[Exercise objective]:
Search the material below for the string "ExecutionPlan" and extract each line that has it.

[Input data]:
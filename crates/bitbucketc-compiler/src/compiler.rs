//! Pipeline compiler.
//!
//! A [`Compiler`] is assembled once through [`CompilerBuilder`] and is
//! immutable afterwards, so one instance can compile any number of
//! configurations, from any number of threads.

use crate::image::expand_image;
use crate::script::{
    SCRIPT_COMMAND, SCRIPT_ENTRYPOINT, SCRIPT_ENV, SCRIPT_ENV_LEGACY, encode_script,
};
use bitbucketc_config::{Config, Step as ConfigStep};
use bitbucketc_core::Metadata;
use bitbucketc_core::plan::{ExecutionPlan, Stage, Step, Volume};
use std::collections::BTreeMap;
use tracing::{debug, info};

/// Image of the synthesized clone step.
pub const CLONE_IMAGE: &str = "plugins/git:latest";

const DEFAULT_WORKSPACE_BASE: &str = "/workspace";
const DEFAULT_WORKSPACE_PATH: &str = "src";

const ENV_PREFIX: &str = "CI_";
const LEGACY_ENV_PREFIX: &str = "DRONE_";

/// Compiles a pipeline [`Config`] into an [`ExecutionPlan`].
#[derive(Debug, Clone)]
pub struct Compiler {
    local: bool,
    prefix: String,
    volumes: Vec<String>,
    env: BTreeMap<String, String>,
    base: String,
    working_dir: String,
    metadata: Metadata,
}

/// Netrc credentials written into every build container.
#[derive(Debug, Clone, Default)]
struct Netrc {
    username: String,
    password: String,
    machine: String,
}

/// Proxy settings exported to every container.
#[derive(Debug, Clone, Default)]
struct Proxy {
    http: String,
    https: String,
    no_proxy: String,
}

/// Builder for creating a [`Compiler`].
///
/// Environment sources are merged in a fixed order when the compiler is
/// built: metadata, netrc, proxy, then [`with_env`](Self::with_env) values.
/// Later sources override earlier ones.
#[derive(Debug, Clone)]
pub struct CompilerBuilder {
    local: bool,
    prefix: String,
    volumes: Vec<String>,
    base: String,
    path: String,
    metadata: Metadata,
    netrc: Option<Netrc>,
    proxy: Option<Proxy>,
    env: BTreeMap<String, String>,
}

impl CompilerBuilder {
    pub fn new() -> Self {
        Self {
            local: false,
            prefix: String::new(),
            volumes: Vec::new(),
            base: DEFAULT_WORKSPACE_BASE.to_string(),
            path: DEFAULT_WORKSPACE_PATH.to_string(),
            metadata: Metadata::default(),
            netrc: None,
            proxy: None,
            env: BTreeMap::new(),
        }
    }

    /// Bind specs (`source:target`) mounted into every container.
    pub fn with_volumes<I, S>(mut self, volumes: I) -> Self
    where
        I: IntoIterator<Item = S>,
        S: Into<String>,
    {
        self.volumes = volumes.into_iter().map(Into::into).collect();
        self
    }

    /// Workspace base and path. The base is backed by a volume created at
    /// runtime; base and path joined are the working directory of every step.
    pub fn with_workspace(mut self, base: impl Into<String>, path: impl Into<String>) -> Self {
        self.base = base.into();
        self.path = path.into();
        self
    }

    /// Repository, build and system metadata. Selects the pipeline and is
    /// exported to every container.
    pub fn with_metadata(mut self, metadata: Metadata) -> Self {
        self.metadata = metadata;
        self
    }

    /// Netrc credentials for authenticated git operations.
    pub fn with_netrc(
        mut self,
        username: impl Into<String>,
        password: impl Into<String>,
        machine: impl Into<String>,
    ) -> Self {
        self.netrc = Some(Netrc {
            username: username.into(),
            password: password.into(),
            machine: machine.into(),
        });
        self
    }

    /// Prefix for container, stage and volume names, avoiding collisions
    /// between concurrently running plans.
    pub fn with_prefix(mut self, prefix: impl Into<String>) -> Self {
        self.prefix = prefix.into();
        self
    }

    /// Local mode skips the clone step; the caller mounts the working tree.
    pub fn with_local(mut self, local: bool) -> Self {
        self.local = local;
        self
    }

    /// HTTP, HTTPS and no-proxy settings.
    pub fn with_proxy(
        mut self,
        http: impl Into<String>,
        https: impl Into<String>,
        no_proxy: impl Into<String>,
    ) -> Self {
        self.proxy = Some(Proxy {
            http: http.into(),
            https: https.into(),
            no_proxy: no_proxy.into(),
        });
        self
    }

    /// Add one environment variable.
    pub fn with_env(mut self, key: impl Into<String>, value: impl Into<String>) -> Self {
        self.env.insert(key.into(), value.into());
        self
    }

    /// Add several environment variables.
    pub fn with_environ<I, K, V>(mut self, env: I) -> Self
    where
        I: IntoIterator<Item = (K, V)>,
        K: Into<String>,
        V: Into<String>,
    {
        self.env.extend(env.into_iter().map(|(k, v)| (k.into(), v.into())));
        self
    }

    pub fn build(self) -> Compiler {
        let working_dir = join_path(&self.base, &self.path);

        let mut env = self.metadata.environ();

        if let Some(netrc) = self.netrc {
            env.insert("CI_NETRC_USERNAME".to_string(), netrc.username);
            env.insert("CI_NETRC_PASSWORD".to_string(), netrc.password);
            env.insert("CI_NETRC_MACHINE".to_string(), netrc.machine);
        }

        if let Some(proxy) = self.proxy {
            for key in ["no_proxy", "NO_PROXY"] {
                env.insert(key.to_string(), proxy.no_proxy.clone());
            }
            for key in ["http_proxy", "HTTP_PROXY"] {
                env.insert(key.to_string(), proxy.http.clone());
            }
            for key in ["https_proxy", "HTTPS_PROXY"] {
                env.insert(key.to_string(), proxy.https.clone());
            }
        }

        env.extend(self.env);
        env.insert("CI_WORKSPACE".to_string(), working_dir.clone());

        // Every CI_ variable is also exported under its legacy DRONE_ name.
        let legacy: Vec<(String, String)> = env
            .iter()
            .filter_map(|(k, v)| {
                k.strip_prefix(ENV_PREFIX)
                    .map(|rest| (format!("{}{}", LEGACY_ENV_PREFIX, rest), v.clone()))
            })
            .collect();
        env.extend(legacy);

        debug!(
            prefix = %self.prefix,
            working_dir = %working_dir,
            local = self.local,
            env = env.len(),
            "built compiler"
        );

        Compiler {
            local: self.local,
            prefix: self.prefix,
            volumes: self.volumes,
            env,
            base: self.base,
            working_dir,
            metadata: self.metadata,
        }
    }
}

impl Default for CompilerBuilder {
    fn default() -> Self {
        Self::new()
    }
}

impl Compiler {
    pub fn builder() -> CompilerBuilder {
        CompilerBuilder::new()
    }

    /// Environment shared by every container.
    pub fn environ(&self) -> &BTreeMap<String, String> {
        &self.env
    }

    /// Working directory of every step.
    pub fn working_dir(&self) -> &str {
        &self.working_dir
    }

    pub fn prefix(&self) -> &str {
        &self.prefix
    }

    pub fn is_local(&self) -> bool {
        self.local
    }

    /// Extra bind specs mounted into every container.
    pub fn volumes(&self) -> &[String] {
        &self.volumes
    }

    pub fn metadata(&self) -> &Metadata {
        &self.metadata
    }

    /// Compile the pipeline selected by the current commit.
    pub fn compile(&self, config: &Config) -> ExecutionPlan {
        let commit = &self.metadata.curr.commit;
        let section = config.pipeline(&commit.ref_name, &commit.branch);

        let workspace = Volume::local(format!("{}_workspace", self.prefix));

        let mut binds = vec![workspace.bind(&self.base)];
        binds.extend(self.volumes.iter().cloned());

        let mut plan = ExecutionPlan {
            volumes: vec![workspace],
            stages: Vec::with_capacity(section.steps.len() + 1),
        };

        if !self.local {
            plan.stages.push(self.clone_stage(config, &binds));
        }

        for (i, step) in section.steps.iter().enumerate() {
            plan.stages.push(self.script_stage(i, step, config, &binds));
        }

        info!(
            git_ref = %commit.ref_name,
            branch = %commit.branch,
            stages = plan.stages.len(),
            local = self.local,
            "compiled pipeline"
        );

        plan
    }

    fn clone_stage(&self, config: &Config, binds: &[String]) -> Stage {
        let mut environment = self.env.clone();
        environment.insert("PLUGIN_DEPTH".to_string(), config.clone.depth.to_string());

        let name = format!("{}_clone", self.prefix);
        let step = Step {
            name: name.clone(),
            alias: "clone".to_string(),
            image: CLONE_IMAGE.to_string(),
            environment,
            entrypoint: Vec::new(),
            command: Vec::new(),
            volumes: binds.to_vec(),
            working_dir: self.working_dir.clone(),
            on_success: true,
            on_failure: false,
        };

        Stage::single(name, "clone", step)
    }

    fn script_stage(
        &self,
        index: usize,
        step: &ConfigStep,
        config: &Config,
        binds: &[String],
    ) -> Stage {
        let image = step
            .image
            .as_deref()
            .filter(|image| !image.is_empty())
            .unwrap_or(&config.image);

        let script = encode_script(step.script.as_slice());

        let mut environment = self.env.clone();
        environment.insert(SCRIPT_ENV.to_string(), script.clone());
        environment.insert(SCRIPT_ENV_LEGACY.to_string(), script);
        environment.insert("HOME".to_string(), "/root".to_string());
        environment.insert("SHELL".to_string(), "/bin/sh".to_string());

        let step = Step {
            name: format!("{}_step_{}", self.prefix, index),
            alias: format!("step_{}", index),
            image: expand_image(image),
            environment,
            entrypoint: SCRIPT_ENTRYPOINT.iter().map(|s| s.to_string()).collect(),
            command: vec![SCRIPT_COMMAND.to_string()],
            volumes: binds.to_vec(),
            working_dir: self.working_dir.clone(),
            on_success: true,
            on_failure: false,
        };

        Stage::single(
            format!("{}_stage_{}", self.prefix, index),
            format!("stage_{}", index),
            step,
        )
    }
}

/// Join two container paths and clean the result lexically: empty and `.`
/// segments are dropped and `..` removes the segment before it.
fn join_path(base: &str, path: &str) -> String {
    let joined = match (base.is_empty(), path.is_empty()) {
        (true, true) => return String::new(),
        (true, false) => path.to_string(),
        (false, true) => base.to_string(),
        (false, false) => format!("{}/{}", base, path),
    };
    clean_path(&joined)
}

fn clean_path(path: &str) -> String {
    let rooted = path.starts_with('/');
    let mut parts: Vec<&str> = Vec::new();

    for part in path.split('/') {
        match part {
            "" | "." => {}
            ".." => match parts.last() {
                Some(&last) if last != ".." => {
                    parts.pop();
                }
                // `..` above the root is the root.
                _ if rooted => {}
                _ => parts.push(".."),
            },
            part => parts.push(part),
        }
    }

    let cleaned = parts.join("/");
    match (rooted, cleaned.is_empty()) {
        (true, _) => format!("/{}", cleaned),
        (false, true) => ".".to_string(),
        (false, false) => cleaned,
    }
}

[Answer to this problem]:
use bitbucketc_core::plan::{ExecutionPlan, Stage, Step, Volume};
/// Compiles a pipeline [`Config`] into an [`ExecutionPlan`].
    pub fn compile(&self, config: &Config) -> ExecutionPlan {
        let mut plan = ExecutionPlan {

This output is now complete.